# CMSC331 - Spring 2021

## <font color='blue'>Regular Expressions in Python 3</font>

### Instructor: Fereydoon Vafaei

This notebook provides an introduction to RegEx in Python 3. RegEx is a good example of how **pattern matching** works. Pattern matching is used in lexical analyzers.

A regular expression (or RegEx or RE) is a special text string for describing a search pattern. One can think of regular expressions as wildcard notations such as \*.txt to find all text files in a file manager. The regex equivalent is ^.*\.txt$. But regular expressions' features and capabilities are much more.

A **"regex"** is a special pattern or sequence of characters describing a certain search pattern. In other words, regex specifies a set of strings that matches it.

A **"match"** is the piece of text, or sequence of bytes or characters that pattern was found to correspond to by the regex processing software. In other words, regex can be used to check if a string contains the specified search pattern.

The first thing to recognize when using regular expressions is that everything is essentially a character, and we are writing patterns to match a specific sequence of characters (also known as a string).
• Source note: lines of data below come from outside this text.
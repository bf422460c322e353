//! Application error types.
//!
//! Every failure leaves the API as one JSON body:
//! `{"error": <code>, "message": <text>, "fields"?: {...}, "reason"?: <code>}`.

use std::collections::BTreeMap;

use axum::{
    Json,
    http::StatusCode,
    response::{IntoResponse, Response},
};
use serde::Serialize;
use thiserror::Error;
use tracing::error;

use emporium_core::auth::AuthError;
use emporium_core::cart::CartError;
use emporium_core::store::StoreError;
use emporium_core::validation::Validator;

/// Convenience alias for handler return types.
pub type AppResult<T> = Result<T, AppError>;

/// Why a request was rejected with 401.
#[derive(Debug, Clone, Copy, PartialEq, Eq)]
pub enum AuthFailure {
    /// No credentials were presented.
    MissingCredentials,
    /// Email/password pair did not match an account.
    InvalidCredentials,
    /// Token is malformed, has a bad signature or is no longer live.
    InvalidToken,
    ExpiredToken,
    /// Token is valid but its user no longer exists.
    UnknownUser,
}

impl AuthFailure {
    pub fn code(&self) -> &'static str {
        match self {
            AuthFailure::MissingCredentials => "missing_credentials",
            AuthFailure::InvalidCredentials => "invalid_credentials",
            AuthFailure::InvalidToken => "invalid_token",
            AuthFailure::ExpiredToken => "expired_token",
            AuthFailure::UnknownUser => "unknown_user",
        }
    }

    pub fn message(&self) -> &'static str {
        match self {
            AuthFailure::MissingCredentials => "you must be authenticated to access this resource",
            AuthFailure::InvalidCredentials => "invalid authentication credentials",
            AuthFailure::InvalidToken => "invalid or missing authentication token",
            AuthFailure::ExpiredToken => "authentication token has expired",
            AuthFailure::UnknownUser => "the account for this token no longer exists",
        }
    }
}

/// Application-level errors with HTTP status mapping.
#[derive(Debug, Error)]
pub enum AppError {
    #[error("Bad request: {0}")]
    BadRequest(String),

    #[error("Validation failed")]
    Validation(BTreeMap<String, String>),

    #[error("Not found: {0}")]
    NotFound(String),

    #[error("Unauthorized: {}", .0.code())]
    Unauthorized(AuthFailure),

    #[error("Forbidden: {0}")]
    Forbidden(String),

    #[error("Conflict: {0}")]
    Conflict(String),

    #[error("Internal server error")]
    Internal(String),
}

impl AppError {
    pub fn not_found() -> Self {
        AppError::NotFound("the requested resource could not be found".into())
    }

    pub fn not_permitted() -> Self {
        AppError::Forbidden("your user account doesn't have the necessary permissions to access this resource".into())
    }

    /// A single-field validation failure.
    pub fn invalid(field: &str, message: &str) -> Self {
        AppError::Validation(BTreeMap::from([(field.to_string(), message.to_string())]))
    }
}

/// Turn a failed validator into an error; a clean one passes.
pub fn ensure_valid(v: Validator) -> AppResult<()> {
    if v.valid() {
        Ok(())
    } else {
        Err(AppError::Validation(v.into_errors()))
    }
}

#[derive(Serialize)]
struct ErrorBody<'a> {
    error: &'a str,
    message: &'a str,
    #[serde(skip_serializing_if = "Option::is_none")]
    fields: Option<&'a BTreeMap<String, String>>,
    #[serde(skip_serializing_if = "Option::is_none")]
    reason: Option<&'a str>,
}

impl IntoResponse for AppError {
    fn into_response(self) -> Response {
        let mut fields = None;
        let mut reason = None;
        let (status, error, message) = match &self {
            AppError::BadRequest(m) => (StatusCode::BAD_REQUEST, "bad_request", m.as_str()),
            AppError::Validation(f) => {
                fields = Some(f);
                (
                    StatusCode::UNPROCESSABLE_ENTITY,
                    "validation_error",
                    "the request failed validation",
                )
            }
            AppError::NotFound(m) => (StatusCode::NOT_FOUND, "not_found", m.as_str()),
            AppError::Unauthorized(failure) => {
                reason = Some(failure.code());
                (StatusCode::UNAUTHORIZED, "unauthorized", failure.message())
            }
            AppError::Forbidden(m) => (StatusCode::FORBIDDEN, "forbidden", m.as_str()),
            AppError::Conflict(m) => (StatusCode::CONFLICT, "conflict", m.as_str()),
            AppError::Internal(detail) => {
                error!(error = %detail, "internal server error");
                (
                    StatusCode::INTERNAL_SERVER_ERROR,
                    "internal_error",
                    "the server encountered a problem and could not process your request",
                )
            }
        };
        let body = Json(ErrorBody {
            error,
            message,
            fields,
            reason,
        });
        (status, body).into_response()
    }
}

impl From<StoreError> for AppError {
    fn from(e: StoreError) -> Self {
        match e {
            StoreError::NotFound(_) => AppError::not_found(),
            StoreError::DuplicateEmail | StoreError::EditConflict | StoreError::AlreadyActivated => {
                AppError::Conflict(e.to_string())
            }
            StoreError::Timeout(_) | StoreError::Database(_) | StoreError::Internal(_) => {
                AppError::Internal(e.to_string())
            }
        }
    }
}

impl From<AuthError> for AppError {
    fn from(e: AuthError) -> Self {
        match e {
            AuthError::InvalidToken(_) => AppError::Unauthorized(AuthFailure::InvalidToken),
            AuthError::ExpiredToken => AppError::Unauthorized(AuthFailure::ExpiredToken),
            AuthError::SigningError(msg) | AuthError::Internal(msg) => AppError::Internal(msg),
        }
    }
}

impl From<CartError> for AppError {
    fn from(e: CartError) -> Self {
        match e {
            CartError::InvalidQuantity => AppError::invalid("quantity", "must be greater than zero"),
            CartError::Store(e) => AppError::from(e),
        }
    }
}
Most patterns use normal ASCII, which includes letters, digits, punctuation and other symbols on your keyboard like %#$@!, but unicode characters can also be used to match any type of international text.
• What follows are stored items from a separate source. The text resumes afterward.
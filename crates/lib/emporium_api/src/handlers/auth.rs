//! Authentication request handlers.

use axum::Json;
use axum::body::Bytes;
use axum::extract::{Path, State};
use axum::http::StatusCode;
use axum_extra::extract::cookie::CookieJar;
use serde_json::{Value, json};

use crate::AppState;
use crate::error::{AppError, AppResult, AuthFailure};
use crate::extract::ApiJson;
use crate::models::{LoginRequest, RefreshRequest, RegisterRequest, TokenResponse};
use crate::services::auth;
use crate::services::cookies::{clear_refresh_cookie, refresh_cookie, refresh_token_from};

/// `POST /v1/auth/register`: create an account; the activation code goes out by mail.
pub async fn register_handler(
    State(state): State<AppState>,
    ApiJson(body): ApiJson<RegisterRequest>,
) -> AppResult<(StatusCode, Json<Value>)> {
    let user = auth::register(&state, body).await?;
    Ok((StatusCode::ACCEPTED, Json(json!({ "user": user }))))
}

/// `GET /v1/auth/activate/{code}`
pub async fn activate_handler(
    State(state): State<AppState>,
    Path(code): Path<String>,
) -> AppResult<Json<Value>> {
    let user = auth::activate(&state, &code).await?;
    Ok(Json(json!({ "user": user })))
}

/// `POST /v1/auth/authenticate`: email + password for a token pair.
pub async fn authenticate_handler(
    State(state): State<AppState>,
    jar: CookieJar,
    ApiJson(body): ApiJson<LoginRequest>,
) -> AppResult<(CookieJar, Json<TokenResponse>)> {
    let (pair, user) = auth::authenticate(&state, &body.email, &body.password).await?;
    let jar = jar.add(refresh_cookie(&pair.refresh_token, state.config.cookie_secure));
    Ok((
        jar,
        Json(TokenResponse {
            access_token: pair.access_token,
            refresh_token: pair.refresh_token,
            user,
        }),
    ))
}

/// Refresh token from the JSON body, falling back to the cookie.
fn presented_refresh_token(jar: &CookieJar, body: &Bytes) -> AppResult<String> {
    let from_body = if body.is_empty() {
        None
    } else {
        serde_json::from_slice::<RefreshRequest>(body)
            .map_err(|e| AppError::BadRequest(format!("body contains badly-formed JSON: {e}")))?
            .refresh_token
            .filter(|t| !t.is_empty())
    };
    from_body
        .or_else(|| refresh_token_from(jar))
        .ok_or(AppError::Unauthorized(AuthFailure::MissingCredentials))
}

/// `POST /v1/auth/refresh`: rotate the refresh token.
pub async fn refresh_handler(
    State(state): State<AppState>,
    jar: CookieJar,
    body: Bytes,
) -> AppResult<(CookieJar, Json<TokenResponse>)> {
    let token = presented_refresh_token(&jar, &body)?;
    let (pair, user) = auth::refresh(&state, &token).await?;
    let jar = jar.add(refresh_cookie(&pair.refresh_token, state.config.cookie_secure));
    Ok((
        jar,
        Json(TokenResponse {
            access_token: pair.access_token,
            refresh_token: pair.refresh_token,
            user,
        }),
    ))
}

/// `POST /v1/auth/logout`: revoke the refresh token and clear its cookie.
pub async fn logout_handler(
    State(state): State<AppState>,
    jar: CookieJar,
    body: Bytes,
) -> AppResult<(CookieJar, Json<Value>)> {
    let token = presented_refresh_token(&jar, &body)?;
    auth::logout(&state, &token).await?;
    let jar = jar.add(clear_refresh_cookie(state.config.cookie_secure));
    Ok((jar, Json(json!({ "message": "successfully logged out" }))))
}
Many applications and programming languages have their own implementation of regular expressions, often with slight and sometimes with significant differences from other implementations. When two applications use a different implementation of regular expressions, we say that they use different "regular expression flavors".

In Python, you are familiar with strings and how to do operations on strings such as checking if two strings are equal using equality operator `==` or how to test wether a string is a substring of another using `in` or bulit-in methods such as `.find()` and `.index()`. Read the examples below.

In [1]:
'foo' == 'foo'

True

In [2]:
'foo' == 'bar'

False

In [3]:
s = 'foo123bar'
'123' in s

True

In [4]:
s = 'foo123bar'
s.find('123')

3

In [5]:
s.index('123')

3

In [6]:
s.index('foo')

0

> You can also concatenate strings using `+` operator.

In [7]:
fb = 'foo' + 'bar'
fb

'foobar'

Python regex functions let you check if a particular string matches a given regex or if a given regex matches a particular string. First, you need to import `re`, the Python library of functions that let you define and work with regex to find matches.

In [8]:
# The Python library to work with regex
import re

> When you import the `re` module, you can start using regular expressions and the associated functions.
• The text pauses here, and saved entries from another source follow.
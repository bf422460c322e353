//! User accounts, roles and activation links.

use std::fmt;
use std::str::FromStr;

use chrono::{DateTime, NaiveDate, Utc};
use serde::{Deserialize, Serialize};

/// Access role.
///
/// `Admin` and `User` are stored on accounts. `Owner` is relational: it is
/// never stored, and in an allowed-role set it admits the user whose id
/// matches the resource id of the route.
#[derive(Debug, Clone, Copy, PartialEq, Eq, Hash, Serialize, Deserialize)]
#[serde(rename_all = "lowercase")]
pub enum Role {
    Admin,
    User,
    Owner,
}

impl Role {
    pub fn as_str(&self) -> &'static str {
        match self {
            Role::Admin => "admin",
            Role::User => "user",
            Role::Owner => "owner",
        }
    }

    /// Whether the role may be persisted on an account.
    pub fn is_assignable(&self) -> bool {
        !matches!(self, Role::Owner)
    }
}

impl fmt::Display for Role {
    fn fmt(&self, f: &mut fmt::Formatter<'_>) -> fmt::Result {
        f.write_str(self.as_str())
    }
}

impl FromStr for Role {
    type Err = String;

    fn from_str(s: &str) -> Result<Self, Self::Err> {
        match s {
            "admin" => Ok(Role::Admin),
            "user" => Ok(Role::User),
            "owner" => Ok(Role::Owner),
            other => Err(format!("unknown role: {other}")),
        }
    }
}

/// Registered user.
#[derive(Debug, Clone, Serialize, Deserialize)]
pub struct User {
    pub id: i64,
    pub role: Role,
    pub username: String,
    pub email: String,
    pub phone_number: String,
    #[serde(skip)]
    pub password_hash: String,
    pub registration_date: DateTime<Utc>,
    pub name: String,
    pub surname: String,
    pub date_of_birth: Option<NaiveDate>,
    pub address: String,
    pub about_me: String,
    pub picture_url: String,
    pub activated: bool,
    /// Optimistic-concurrency counter, bumped on every update.
    #[serde(skip)]
    pub version: i32,
}

/// Input for creating a user. The password is already hashed.
#[derive(Debug, Clone, Default)]
pub struct NewUser {
    pub username: String,
    pub email: String,
    pub phone_number: String,
    pub password_hash: String,
    pub name: String,
    pub surname: String,
    pub date_of_birth: Option<NaiveDate>,
    pub address: String,
    pub about_me: String,
}

/// One-time code that activates an account.
#[derive(Debug, Clone, Serialize, Deserialize, sqlx::FromRow)]
pub struct ActivationLink {
    pub link: String,
    pub activated: bool,
    pub user_id: i64,
    pub creation_date: DateTime<Utc>,
}

/// Everything created in one go when an account is registered.
#[derive(Debug, Clone)]
pub struct Registration {
    pub user: User,
    pub session: super::ShoppingSession,
    pub activation: ActivationLink,
}

#[cfg(test)]
mod tests {
    use super::*;

    #[test]
    fn role_parses_its_own_display() {
        for role in [Role::Admin, Role::User, Role::Owner] {
            assert_eq!(role.to_string().parse::<Role>(), Ok(role));
        }
        assert!("superuser".parse::<Role>().is_err());
    }

    #[test]
    fn owner_is_not_assignable() {
        assert!(Role::Admin.is_assignable());
        assert!(Role::User.is_assignable());
        assert!(!Role::Owner.is_assignable());
    }

    #[test]
    fn role_serializes_lowercase() {
        assert_eq!(serde_json::to_string(&Role::Admin).unwrap(), "\"admin\"");
    }
}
### `re.match()` vs `re.search()`

Python `re` module offers two different primitive operations based on regular expressions: `re.match()` checks for a match only at the beginning of the string, while `re.search()` checks for the first location of a match **anywhere** in the string. The output of these two methods is a `Match object`. Notice that the `span` in the output `Match object` specifies the position of the match.

In [9]:
re.match("a", "abcdef")    # Match

<re.Match object; span=(0, 1), match='a'>

In [10]:
re.match("c", "abcdef")    # No match

In [11]:
re.search("c", "abcdef")   # Match

<re.Match object; span=(2, 3), match='c'>

In [12]:
re.search("bc", "abcdef")   # Match

<re.Match object; span=(1, 3), match='bc'>

In [13]:
s = 'foo123bar'
re.search('123', s)

<re.Match object; span=(3, 6), match='123'>

> A match object is **truthy**, so you can use it in a Boolean context like a conditional statement:

In [9]:
s = 'foobar'
if re.search('123', s):
    print('Found a match.')
else:
    print('No match.')

No match.


In [10]:
s = 'foo123bar'
if re.search('123', s):
    print('Found a match.')
else:
    print('No match.')

Found a match.


### Defining RegEx Patterns

As an example, the following code defines a RegEx pattern. The pattern in this example is specified as any five letter string starting with `a` and ending with `s`. 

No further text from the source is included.